2022 02 16

放射能汚染された食品はいつまで有害?

元厚生省、農林水産省技官

中嶋茂

放射能とは、放射性物質が出す放射線の能力(強さ)のことです。では、放射性物質とはどんなものでしょう。放射性物質には自然界に存在するものと、人が人工的に作り出したものがあります。
自然界に存在する放射性物質には、ウラン、カリウム、炭素、トリチウム、ラドンなどで、人工の放射性物質には、プルトニウム、ストロンチウム、セシウム、ヨウ素などがあります。
これら放射性物質が放出する放射線の種類には、α(アルファ)線、β(ベータ)線、γ(ガンマ)線があります。なお、レントゲン撮影にはX線が使われています。自然のものも人工的なものも放射線は全く同じ性質を持ちます。
放射線はエネルギーが高いため、物質を通り抜ける透過力があります。α線は弱く紙1枚で止められ、β線はプラスチックやアルミニウムなどの薄い板で止めることができますが、γ線は強くて鉛や鉄の厚い板でしか止めることができません。X線もγ線と同様で厚い鉛板で遮蔽して撮影しています。
中性子線以外の放射線は、空気中の物質などで弱まり、遠く離れると影響が無くなります。
また、放射性物質は放射線を放出する能力が時間の経過とともに減衰します。この放射能が半分になる時間を半減期と言います。放射性物質の半減期は、半永久的に放射能を持つもの(トリウム232は141億年)や短時間に弱くなるもの(ラドン222は3.8日)があります。
さて私達は、日常的に放射線にさらされて被爆しています。宇宙、空気、大地、食べ物そして医療(CT検査など)により放射線被爆を受けており、日本人の年間被爆線量は5.98mSv(ミリシーベルト)、このうち2.1mSvが自然放射線からの被爆ですから、医療における被爆がいかに多いかが分かります。Sv(シーベルト)とは、人が受ける放射線被爆の線量の単位です。放射線取扱作業員の被爆限度は、年間50mSv、5年間で100m㏜とされています。
放射線被爆には、宇宙、大地、医療からの放射線による外部被爆と、空気、飲食物中の放射性物質を吸引、摂取することによる内部被ばくがあります。
内部被爆は、取り込まれた放射性物質が代謝により排出されるまで常時体内で放射線を放出することになるので、福島原発事故による放射性物質の食品汚染が問題になるのはこのためです。



福島原発事故に伴い食品中の放射性物質の基準が設定されました。
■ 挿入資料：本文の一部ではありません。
//! Demo routes served behind the session middleware

use bytes::Bytes;
use http::{header, Method, Request, Response, StatusCode};
use http_body_util::Full;
use sessionstone_core::session::{Session, SessionHandle};

pub type Body = Full<Bytes>;

/// Route one request; every route expects the middleware to have attached a session
pub async fn route<B>(req: Request<B>) -> Response<Body> {
    let Some(session) = SessionHandle::from_request(&req) else {
        return text(StatusCode::INTERNAL_SERVER_ERROR, "no session attached");
    };

    if req.method() != Method::GET {
        return text(StatusCode::METHOD_NOT_ALLOWED, "only GET is supported");
    }

    match req.uri().path() {
        "/" => session.with(count_visit),
        "/rotate" => session.with(|s| {
            s.rotate();
            text(StatusCode::OK, "session id rotated")
        }),
        "/logout" => session.with(|s| {
            s.destroy();
            text(StatusCode::OK, "session destroyed")
        }),
        "/flash" => match query_param(req.uri().query(), "msg") {
            Some(msg) => session.with(|s| {
                s.flash().set("message", msg);
                text(StatusCode::OK, "flash message stored")
            }),
            None => session.with(|s| {
                let message = s.flash().get("message");
                match message.as_ref().and_then(|v| v.as_str()) {
                    Some(msg) => text(StatusCode::OK, &format!("flash: {}", msg)),
                    None => text(StatusCode::OK, "no flash message"),
                }
            }),
        },
        _ => text(StatusCode::NOT_FOUND, "not found"),
    }
}

fn count_visit(session: &mut Session) -> Response<Body> {
    let count = session.get_i64("count").unwrap_or(0);
    session.set("count", count + 1);
    text(StatusCode::OK, &format!("count: {}", count))
}

fn text(status: StatusCode, body: &str) -> Response<Body> {
    let mut resp = Response::new(Full::new(Bytes::from(format!("{}\n", body))));
    *resp.status_mut() = status;
    resp.headers_mut()
        .insert(header::CONTENT_TYPE, header::HeaderValue::from_static("text/plain; charset=utf-8"));
    resp
}

/// Decoded value of `name` in a query string
fn query_param(query: Option<&str>, name: &str) -> Option<String> {
    query?.split('&').find_map(|pair| {
        let (key, value) = pair.split_once('=')?;
        (key == name && !value.is_empty()).then(|| decode_component(value))
    })
}

/// Form-style decoding: `+` is a space, `%XX` escapes are bytes, bad UTF-8 is replaced
fn decode_component(raw: &str) -> String {
    let spaced = raw.replace('+', " ");
    String::from_utf8_lossy(&urlencoding::decode_binary(spaced.as_bytes())).into_owned()
}

#[cfg(test)]
mod tests {
    use super::*;
    use http::header::{COOKIE, SET_COOKIE};
    use http_body_util::BodyExt;
    use sessionstone_core::session::{MemoryStore, SessionConfig, SessionMiddleware};

    fn middleware() -> SessionMiddleware {
        SessionMiddleware::new(
            SessionConfig::new().with_store(MemoryStore::new()).with_secret("demo-secret"),
        )
        .unwrap()
    }

    fn get(uri: &str, cookie: Option<&str>) -> Request<Body> {
        let mut builder = Request::builder().uri(uri);
        if let Some(c) = cookie {
            builder = builder.header(COOKIE, c);
        }
        builder.body(Full::new(Bytes::new())).unwrap()
    }

    async fn body(resp: Response<Body>) -> String {
        let bytes = resp.into_body().collect().await.unwrap().to_bytes();
        String::from_utf8(bytes.to_vec()).unwrap()
    }

    fn cookie(resp: &Response<Body>) -> String {
        let header = resp.headers().get(SET_COOKIE).unwrap().to_str().unwrap();
        header.split(';').next().unwrap().to_string()
    }

    #[tokio::test]
    async fn test_counter_route() {
        let mw = middleware();

        let first = mw.handle(get("/", None), route).await;
        let jar = cookie(&first);
        assert_eq!(body(first).await, "count: 0\n");

        let second = mw.handle(get("/", Some(&jar)), route).await;
        assert!(second.headers().get(SET_COOKIE).is_none());
        assert_eq!(body(second).await, "count: 1\n");
    }

    #[tokio::test]
    async fn test_rotate_and_logout_routes() {
        let mw = middleware();
        let jar = cookie(&mw.handle(get("/", None), route).await);

        let rotated = mw.handle(get("/rotate", Some(&jar)), route).await;
        let new_jar = cookie(&rotated);
        assert_ne!(new_jar, jar);

        let counted = mw.handle(get("/", Some(&new_jar)), route).await;
        assert_eq!(body(counted).await, "count: 1\n");

        let logout = mw.handle(get("/logout", Some(&new_jar)), route).await;
        assert_eq!(cookie(&logout), "sess=");

        let after = mw.handle(get("/", Some(&new_jar)), route).await;
        assert_eq!(body(after).await, "count: 0\n");
    }

    #[tokio::test]
    async fn test_flash_route() {
        let mw = middleware();

        let stored = mw.handle(get("/flash?msg=hello+there", None), route).await;
        let jar = cookie(&stored);

        let read = mw.handle(get("/flash", Some(&jar)), route).await;
        assert_eq!(body(read).await, "flash: hello there\n");

        let again = mw.handle(get("/flash", Some(&jar)), route).await;
        assert_eq!(body(again).await, "no flash message\n");

        mw.handle(get("/flash?msg=hello%21", Some(&jar)), route).await;
        let escaped = mw.handle(get("/flash", Some(&jar)), route).await;
        assert_eq!(body(escaped).await, "flash: hello!\n");
    }

    #[tokio::test]
    async fn test_unknown_route() {
        let resp = middleware().handle(get("/missing", None), route).await;
        assert_eq!(resp.status(), StatusCode::NOT_FOUND);
    }

    #[tokio::test]
    async fn test_route_without_middleware() {
        let resp = route(get("/", None)).await;
        assert_eq!(resp.status(), StatusCode::INTERNAL_SERVER_ERROR);
    }

    #[test]
    fn test_query_param() {
        assert_eq!(query_param(Some("msg=hi&x=1"), "msg").as_deref(), Some("hi"));
        assert_eq!(query_param(Some("x=1&msg=a+b"), "msg").as_deref(), Some("a b"));
        assert_eq!(query_param(Some("msg=hello%21"), "msg").as_deref(), Some("hello!"));
        assert_eq!(query_param(Some("msg=caf%C3%A9%20au+lait"), "msg").as_deref(), Some("café au lait"));
        assert_eq!(query_param(Some("msg=1%2B1"), "msg").as_deref(), Some("1+1"));
        assert_eq!(query_param(Some("msg="), "msg"), None);
        assert_eq!(query_param(None, "msg"), None);
    }
}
当初、2011年3月に緊急時対応として年間5mSvを超えない範囲で暫定規制値が設定され、翌2012年4月に年間1mSvを超えない範囲で新たな基準値が設定されて現在に至っています。
基準の設定に当たっては、原発事故で放出された全ての核種から半減期が1年以上の核種が計算対象とされ、最も多く存在し測定が容易な放射性セシウム(セシウム134とセシウム137)を指標とすることになりました。
放射性セシウムの基準値(ストロンチウム、プルトニウム等を含む)は、一般食品100Bq/kg、乳児用食品50Bq/kg、牛乳50Bq/kg、飲料水10Bq/kgです。Bq(ベクレル)とは、放射能の強さを表す単位です。例えば、100Bqの食品を1㎏食べた場合の人体影響は、100Bq×1㎏×実行線量計数「セシウム137の成人0.013(μSv/Bq)」=0.0013mSvとなります。
なお、この基準値は、欧米の基準値の1/12~1/120という極めて厳しいものとなっています。
現在、国内産品で基準値を超える食品は流通しておらず、放射性セシウムが検出される食品は僅かです。なお、検出された食品の検出値は極めて低いレベルであり、さらに年々検出レベルは下がっています。